§ Instructions for the task: Nothing may be dropped or added when the entries below are copied.

§ Provided entries:
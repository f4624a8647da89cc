//! Runs many asynchronous units of work while capping how many are in flight
//! at once, so that a wide fan-out (resolving every member of a collection,
//! loading a directory tree) can't exhaust file handles.

use futures::future::BoxFuture;
use futures::stream::{self, StreamExt};
use futures::FutureExt;

/// Concurrency cap used when none is configured.
pub const DEFAULT_LIMIT: usize = 10;

#[derive(Debug, Clone, Copy)]
pub struct ThrottledWorker {
    limit: usize,
}

impl Default for ThrottledWorker {
    fn default() -> Self {
        Self::new(DEFAULT_LIMIT)
    }
}

impl ThrottledWorker {
    pub fn new(limit: usize) -> Self {
        Self {
            limit: limit.max(1),
        }
    }

    /// Runs every task, at most `limit` at a time, and returns their outputs
    /// in the order the tasks were given.
    ///
    /// A new task is started as soon as any running task finishes. Tasks that
    /// can fail should return a `Result`; a failure only fills its own slot.
    pub async fn run<'a, T: Send + 'a>(&self, tasks: Vec<BoxFuture<'a, T>>) -> Vec<T> {
        self.run_with_limit(tasks, self.limit).await
    }

    pub async fn run_with_limit<'a, T: Send + 'a>(
        &self,
        tasks: Vec<BoxFuture<'a, T>>,
        limit: usize,
    ) -> Vec<T> {
        let count = tasks.len();
        let mut results: Vec<(usize, T)> = stream::iter(tasks.into_iter().enumerate())
            .map(|(i, task)| async move { (i, task.await) })
            .buffer_unordered(limit.max(1))
            .collect::<Vec<_>>()
            .boxed()
            .await;

        // buffer_unordered yields in completion order
        results.sort_by_key(|(i, _)| *i);
        debug_assert_eq!(results.len(), count);
        results.into_iter().map(|(_, output)| output).collect()
    }

    /// Runs the tasks and hands the ordered outputs to `on_done` exactly once,
    /// including when there are no tasks at all.
    pub async fn run_then<'a, T, F, R>(&self, tasks: Vec<BoxFuture<'a, T>>, on_done: F) -> R
    where
        T: Send + 'a,
        F: FnOnce(Vec<T>) -> R,
    {
        on_done(self.run(tasks).await)
    }
}

#[cfg(test)]
mod tests {
    use super::*;
    use futures::FutureExt;
    use std::sync::atomic::{AtomicUsize, Ordering};
    use std::sync::Arc;
    use std::time::Duration;

    #[tokio::test]
    async fn never_exceeds_limit_and_keeps_order() {
        let running = Arc::new(AtomicUsize::new(0));
        let peak = Arc::new(AtomicUsize::new(0));
        let tasks: Vec<BoxFuture<'_, usize>> = (0..25)
            .map(|i| {
                let running = running.clone();
                let peak = peak.clone();
                async move {
                    let now = running.fetch_add(1, Ordering::SeqCst) + 1;
                    peak.fetch_max(now, Ordering::SeqCst);
                    // later tasks finish first
                    tokio::time::sleep(Duration::from_millis(30 - i as u64)).await;
                    running.fetch_sub(1, Ordering::SeqCst);
                    i * 2
                }
                .boxed()
            })
            .collect();

        let results = ThrottledWorker::new(4).run(tasks).await;
        assert_eq!(results, (0..25).map(|i| i * 2).collect::<Vec<_>>());
        assert!(peak.load(Ordering::SeqCst) <= 4);
        assert_eq!(running.load(Ordering::SeqCst), 0);
    }

    #[tokio::test]
    async fn failures_stay_in_their_slot() {
        let tasks: Vec<BoxFuture<'_, Result<u32, String>>> = vec![
            async { Ok(1) }.boxed(),
            async { Err("boom".to_string()) }.boxed(),
            async { Ok(3) }.boxed(),
        ];
        let results = ThrottledWorker::default().run(tasks).await;
        assert_eq!(results, vec![Ok(1), Err("boom".to_string()), Ok(3)]);
    }

    #[tokio::test]
    async fn empty_task_list_still_completes() {
        let mut calls = 0;
        let len = ThrottledWorker::default()
            .run_then(Vec::<BoxFuture<'_, ()>>::new(), |results| {
                calls += 1;
                results.len()
            })
            .await;
        assert_eq!(len, 0);
        assert_eq!(calls, 1);
    }

    #[tokio::test]
    async fn zero_limit_still_runs_every_task() {
        let tasks: Vec<BoxFuture<'_, usize>> = (0..3).map(|i| async move { i }.boxed()).collect();
        assert_eq!(ThrottledWorker::new(0).run(tasks).await, vec![0, 1, 2]);
    }
}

§ Task response:
repository f4624a8647da89cc
//! Runs many asynchronous units of work while capping how many are in flight
//! at once, so that a wide fan-out (resolving every member of a collection,
//! loading a directory tree) can't exhaust file handles.

use futures::future::BoxFuture;
use futures::stream::{self, StreamExt};
use futures::FutureExt;

/// Concurrency cap used when none is configured.
pub const DEFAULT_LIMIT: usize = 10;

#[derive(Debug, Clone, Copy)]
pub struct ThrottledWorker {
    limit: usize,
}

impl Default for ThrottledWorker {
    fn default() -> Self {
        Self::new(DEFAULT_LIMIT)
    }
}

impl ThrottledWorker {
    pub fn new(limit: usize) -> Self {
        Self {
            limit: limit.max(1),
        }
    }

    /// Runs every task, at most `limit` at a time, and returns their outputs
    /// in the order the tasks were given.
    ///
    /// A new task is started as soon as any running task finishes. Tasks that
    /// can fail should return a `Result`; a failure only fills its own slot.
    pub async fn run<'a, T: Send + 'a>(&self, tasks: Vec<BoxFuture<'a, T>>) -> Vec<T> {
        self.run_with_limit(tasks, self.limit).await
    }

    pub async fn run_with_limit<'a, T: Send + 'a>(
        &self,
        tasks: Vec<BoxFuture<'a, T>>,
        limit: usize,
    ) -> Vec<T> {
        let count = tasks.len();
        let mut results: Vec<(usize, T)> = stream::iter(tasks.into_iter().enumerate())
            .map(|(i, task)| async move { (i, task.await) })
            .buffer_unordered(limit.max(1))
            .collect::<Vec<_>>()
            .boxed()
            .await;

        // buffer_unordered yields in completion order
        results.sort_by_key(|(i, _)| *i);
        debug_assert_eq!(results.len(), count);
        results.into_iter().map(|(_, output)| output).collect()
    }

    /// Runs the tasks and hands the ordered outputs to `on_done` exactly once,
    /// including when there are no tasks at all.
    pub async fn run_then<'a, T, F, R>(&self, tasks: Vec<BoxFuture<'a, T>>, on_done: F) -> R
    where
        T: Send + 'a,
        F: FnOnce(Vec<T>) -> R,
    {
        on_done(self.run(tasks).await)
    }
}

#[cfg(test)]
mod tests {
    use super::*;
    use futures::FutureExt;
    use std::sync::atomic::{AtomicUsize, Ordering};
    use std::sync::Arc;
    use std::time::Duration;

    #[tokio::test]
    async fn never_exceeds_limit_and_keeps_order() {
        let running = Arc::new(AtomicUsize::new(0));
        let peak = Arc::new(AtomicUsize::new(0));
        let tasks: Vec<BoxFuture<'_, usize>> = (0..25)
            .map(|i| {
                let running = running.clone();
                let peak = peak.clone();
                async move {
                    let now = running.fetch_add(1, Ordering::SeqCst) + 1;
                    peak.fetch_max(now, Ordering::SeqCst);
                    // later tasks finish first
                    tokio::time::sleep(Duration::from_millis(30 - i as u64)).await;
                    running.fetch_sub(1, Ordering::SeqCst);
                    i * 2
                }
                .boxed()
            })
            .collect();

        let results = ThrottledWorker::new(4).run(tasks).await;
        assert_eq!(results, (0..25).map(|i| i * 2).collect::<Vec<_>>());
        assert!(peak.load(Ordering::SeqCst) <= 4);
        assert_eq!(running.load(Ordering::SeqCst), 0);
    }

    #[tokio::test]
    async fn failures_stay_in_their_slot() {
        let tasks: Vec<BoxFuture<'_, Result<u32, String>>> = vec![
            async { Ok(1) }.boxed(),
            async { Err("boom".to_string()) }.boxed(),
            async { Ok(3) }.boxed(),
        ];
        let results = ThrottledWorker::default().run(tasks).await;
        assert_eq!(results, vec![Ok(1), Err("boom".to_string()), Ok(3)]);
    }

    #[tokio::test]
    async fn empty_task_list_still_completes() {
        let mut calls = 0;
        let len = ThrottledWorker::default()
            .run_then(Vec::<BoxFuture<'_, ()>>::new(), |results| {
                calls += 1;
                results.len()
            })
            .await;
        assert_eq!(len, 0);
        assert_eq!(calls, 1);
    }

    #[tokio::test]
    async fn zero_limit_still_runs_every_task() {
        let tasks: Vec<BoxFuture<'_, usize>> = (0..3).map(|i| async move { i }.boxed()).collect();
        assert_eq!(ThrottledWorker::new(0).run(tasks).await, vec![0, 1, 2]);
    }
}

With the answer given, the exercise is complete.